Human Rights Watch said in an August report that Los Angeles police disproportionately targeted the homeless, who were subject to 38% of all arrests and 99% of infractions from 2016 through 2022. Bass said the report covered the years before her time and that police had reduced ticketing.

Others say officials should focus on long-term solutions such as affordable housing. Just 26% of the number of people sheltered in Bass’s first year moved into permanent housing, according to her office. That grew to 32% this year.

Temporary solutions?

Pete White’s Los Angeles Community Action Network provides services to the poor from Skid Row, the downtown district where thousands of people camp on squalid sidewalks, the acrid smell of plastic-fueled cooking fires mixing with the ammonia-like sting of urine.
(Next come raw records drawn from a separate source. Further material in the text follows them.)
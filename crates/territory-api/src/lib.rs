//! HTTP API for the territory history engine.
//!
//! This crate provides an Axum HTTP server exposing change recording,
//! history queries, undo/redo, and version management for areas. Every
//! response uses one envelope:
//!
//! - success: `{"success": true, "data": ...}`
//! - failure: `{"success": false, "error": {"kind": ..., "message": ...}}`
//!
//! # Architecture
//!
//! Handlers are generic over the [`HistoryStore`](territory_history::HistoryStore)
//! so the same router runs against `PostgreSQL` in production and the
//! in-memory store in tests. Each request is one call into the
//! [`HistoryService`](territory_history::HistoryService), which is one
//! store transaction.

pub mod error;
pub mod extract;
pub mod handlers;
pub mod router;
pub mod server;
pub mod state;

// Re-export primary types for convenience.
pub use error::ApiError;
pub use router::build_router;
pub use server::{ServerConfig, ServerError, start_server};
pub use state::AppState;
//! Type-safe identifier wrappers around [`Uuid`].
//!
//! Areas, layers, and change records each get a distinct identifier type so
//! that a layer id can never be passed where a change id is expected. All
//! ids use UUID v7 (time-ordered), which keeps inserts into the change log
//! index-friendly.
//!
//! Versions have no synthetic id: a version is addressed by its composite
//! key `(AreaId, version_number)`.

use serde::{Deserialize, Serialize};
use ts_rs::TS;
use uuid::Uuid;

/// Generates a newtype wrapper around [`Uuid`] with standard derives.
macro_rules! define_id {
    (
        $(#[$meta:meta])*
        $name:ident
    ) => {
        $(#[$meta])*
        #[derive(Debug, Clone, Copy, PartialEq, Eq, PartialOrd, Ord, Hash, Serialize, Deserialize, TS)]
        #[serde(transparent)]
        #[ts(export, export_to = "bindings/")]
        pub struct $name(pub Uuid);

        impl $name {
            /// Create a new identifier using UUID v7 (time-ordered).
            pub fn new() -> Self {
                Self(Uuid::now_v7())
            }

            /// Return the inner [`Uuid`] value.
            pub const fn into_inner(self) -> Uuid {
                self.0
            }
        }

        impl Default for $name {
            fn default() -> Self {
                Self::new()
            }
        }

        impl core::fmt::Display for $name {
            fn fmt(&self, f: &mut core::fmt::Formatter<'_>) -> core::fmt::Result {
                write!(f, "{}", self.0)
            }
        }

        impl From<Uuid> for $name {
            fn from(id: Uuid) -> Self {
                Self(id)
            }
        }

        impl From<$name> for Uuid {
            fn from(id: $name) -> Self {
                id.0
            }
        }
    };
}

define_id! {
    /// Unique identifier for an area (the top-level container).
    AreaId
}

define_id! {
    /// Unique identifier for a layer within an area.
    LayerId
}

define_id! {
    /// Unique identifier for a change record in the change log.
    ChangeId
}
//! Extractors whose rejections render the API error envelope.

use axum::Json;
use axum::extract::{FromRequest, FromRequestParts, OptionalFromRequest, Request};
use serde::de::DeserializeOwned;

use crate::error::ApiError;

/// JSON body extractor rejecting with [`ApiError`].
///
/// As `Option<ApiJson<T>>` a request without a `Content-Type` header
/// (typically an empty body) yields `None`.
#[derive(Debug, FromRequest)]
#[from_request(via(axum::Json), rejection(ApiError))]
pub struct ApiJson<T>(pub T);

impl<T, S> OptionalFromRequest<S> for ApiJson<T>
where
    T: DeserializeOwned,
    S: Send + Sync,
{
    type Rejection = ApiError;

    async fn from_request(req: Request, state: &S) -> Result<Option<Self>, Self::Rejection> {
        let body = <Json<T> as OptionalFromRequest<S>>::from_request(req, state).await?;
        Ok(body.map(|Json(value)| Self(value)))
    }
}

/// Path extractor rejecting with [`ApiError`].
#[derive(Debug, FromRequestParts)]
#[from_request(via(axum::extract::Path), rejection(ApiError))]
pub struct ApiPath<T>(pub T);

/// Query-string extractor rejecting with [`ApiError`].
#[derive(Debug, FromRequestParts)]
#[from_request(via(axum::extract::Query), rejection(ApiError))]
pub struct ApiQuery<T>(pub T);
White praised Bass for taking bold, immediate action, but said, “the problem with temporary solutions, without a permanent plan, is once the money’s gone people are back on the streets.”

Bass describes her approach as holistic.

“One of the things that we’ve tried to demonstrate with Inside Safe is that you can get people off the streets immediately, which obviously helps the individuals, but it also helps the businesses, the schools, the neighborhoods, because it compromises everybody’s quality of life,” Bass said.

In Hollywood, the owners of iconic businesses – including Sunset Sound, the studio where rock legends like the Rolling Stones and Led Zeppelin recorded seminal work, and Amoeba Music, a record store on Hollywood Boulevard – have praised Bass’s initiative.

Another person brought in off the streets was Shameka Foster, 51, who lost her $1,400 a month studio apartment in 2023 after a slowdown in her job as a security guard. She was living on Skid Row for three months until outreach workers placed her in one hotel and then another.

While grateful to have a roof, Foster said the experience left her stressed. She said she was hospitalized for two weeks after eating spoiled food served at one hotel. Foster, who is African American, said one nurse temporarily denied her blood pressure medicine for no apparent reason.

Then she was startled by staff on a wellness check who barged into her room, she said. The mayor’s office quickly referred the matter for investigation upon learning of it, a spokesperson said.

“It was very, very traumatizing. I cried all night,” Foster said. “I was ready to go back outside on the sidewalk.”

But she stayed with the program and two weeks ago moved into permanent supportive housing.